Fim da Comercialização de Produtos Ilegais
A Agência Nacional de Vigilância Sanitária (Anvisa) determinou a proibição da venda de canetas emagrecedoras que contenham tirzepatida (marcas Synedica e TG) e retatrutida (todas as marcas e lotes). Esses produtos, popularmente conhecidos como “canetas emagrecedoras do Paraguai”, foram classificados como irregulares e de origem desconhecida, portanto, sem garantia de qualidade e segurança para o uso em nenhuma hipótese.
Origem da Decisão e Riscos à Saúde
A decisão da Anvisa foi motivada pelo grave estado de saúde de Kellen Oliveira Bretas Antunes, que ficou em condição crítica após utilizar uma caneta emagrecedora sem prescrição médica. A mineira, de 42 anos, está internada em Belo Horizonte desde dezembro, após iniciar o uso do medicamento proveniente do Paraguai e vendido ilegalmente no Brasil. Exames confirmaram o diagnóstico de síndrome de Guillain-Barré, uma doença neurológica rara e severa que afeta o sistema imunológico.

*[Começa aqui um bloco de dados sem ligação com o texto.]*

use std::collections::HashMap;

use common::formatting::{format_rfc3339, DateStyle};
use tera::{Tera, Value};

lazy_static::lazy_static! {
    pub static ref TEMPLATES: Tera = {
        let mut tera = match Tera::new(concat!(env!("CARGO_MANIFEST_DIR"), "/templates/**/*.html")) {
            Ok(t) => t,
            Err(e) => {
                tracing::error!("Template parsing error: {}", e);
                std::process::exit(1);
            }
        };
        tera.register_filter("datetime", datetime_filter);
        tera
    };
}

/// `{{ show.start_time | datetime(format="full") }}`
///
/// Values that do not parse as RFC 3339 are passed through unchanged.
fn datetime_filter(value: &Value, args: &HashMap<String, Value>) -> tera::Result<Value> {
    let style = match args.get("format").and_then(Value::as_str) {
        Some(raw) => raw.parse::<DateStyle>().map_err(tera::Error::msg)?,
        None => DateStyle::default(),
    };

    let Some(raw) = value.as_str() else {
        return Ok(value.clone());
    };

    Ok(format_rfc3339(raw, style)
        .map(Value::String)
        .unwrap_or_else(|| value.clone()))
}

#[cfg(test)]
mod tests {
    use super::*;

    #[test]
    fn test_datetime_filter_medium_default() {
        let value = Value::String("2035-04-01T20:00:00Z".into());
        let out = datetime_filter(&value, &HashMap::new()).unwrap();
        assert_eq!(out, Value::String("Sun 04, 01, 2035 8:00PM".into()));
    }

    #[test]
    fn test_datetime_filter_full() {
        let mut args = HashMap::new();
        args.insert("format".to_string(), Value::String("full".into()));
        let value = Value::String("2019-05-21T21:30:00Z".into());
        let out = datetime_filter(&value, &args).unwrap();
        assert_eq!(out, Value::String("Tuesday May, 21, 2019 at 9:30PM".into()));
    }

    #[test]
    fn test_datetime_filter_rejects_unknown_format() {
        let mut args = HashMap::new();
        args.insert("format".to_string(), Value::String("weird".into()));
        let value = Value::String("2019-05-21T21:30:00Z".into());
        assert!(datetime_filter(&value, &args).is_err());
    }

    #[test]
    fn test_datetime_filter_passes_through_garbage() {
        let value = Value::String("not a date".into());
        let out = datetime_filter(&value, &HashMap::new()).unwrap();
        assert_eq!(out, value);
    }
}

Alerta e Regulamentação de Substâncias Emagrecedoras
Em dezembro, a Anvisa já havia emitido um alerta sobre a oferta desses produtos, ressaltando que a venda e o uso de canetas emagrecedoras falsas representam um sério risco à saúde e configuram crime. Desde junho do ano passado, a comercialização de substâncias emagrecedoras no Brasil exige receita médica. Medicamentos como semaglutida, liraglutida, dulaglutida, exenatida, tirzepatida e lixisenatida, que são agonistas do receptor GLP-1, só podem ser adquiridos mediante apresentação de receita em duas vias, com a retenção da via original pela farmácia, similar ao procedimento para antibióticos e outros medicamentos controlados. A receita médica para essas substâncias tem validade de até 90 dias.
Comercialização Ilegal e Consequências
A Anvisa destacou que os medicamentos proibidos são produzidos por empresas desconhecidas e comercializados em redes sociais, como o Instagram, sem qualquer registro, notificação ou cadastro junto à agência. A falta de controle e fiscalização sobre esses produtos é o que gera a preocupação com a qualidade e a segurança, podendo levar a sérias complicações de saúde, como no caso de Kellen Oliveira, que apresenta severa limitação de movimentos devido à síndrome de Guillain-Barré.